Micha but, salua et partit.

— Il se souviendra plus longtemps de moi… Une femme ! j’aime une femme ! Qu’est-ce qu’une femme ? La reine de la terre. Je me sens triste… Je suis triste, Petre Iliitch. Te rappelles-tu Hamlet ? « Je me sens triste, oh ! triste, Horatio… Hélas ! pauvre Yorick ! » C’est peut-être moi, ce Yorick. Oui, oui ! Je suis Yorick maintenant, et tout à l’heure un crâne.

Petre Iliitch écoutait en silence.

— Qu’est-ce que ce chien ? demanda Mitia au garçon en indiquant un petit chien aux yeux étincelants.

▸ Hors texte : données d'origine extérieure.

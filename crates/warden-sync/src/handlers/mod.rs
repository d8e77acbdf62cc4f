//! Command handlers, one module per list family

mod ban;
mod vip;

pub use ban::BanCommandHandler;
pub use vip::VipCommandHandler;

— Il appartient à la patronne.

— J’en ai vu un semblable quand j’étais au régiment… fit Mitia d’un ton rêveur. Mais l’autre avait une jambe de derrière cassée… Petre Iliitch, je voulais te demander : As-tu jamais volé ?

— Quelle question !

— Comme cela… vois-tu… quelque chose qui ne vous appartient pas, qu’on prend dans la poche d’autrui ? Je ne te parle pas du Trésor : le Trésor, tout le monde le vole, et toi comme les autres, bien sûr…

— Va-t’en au diable !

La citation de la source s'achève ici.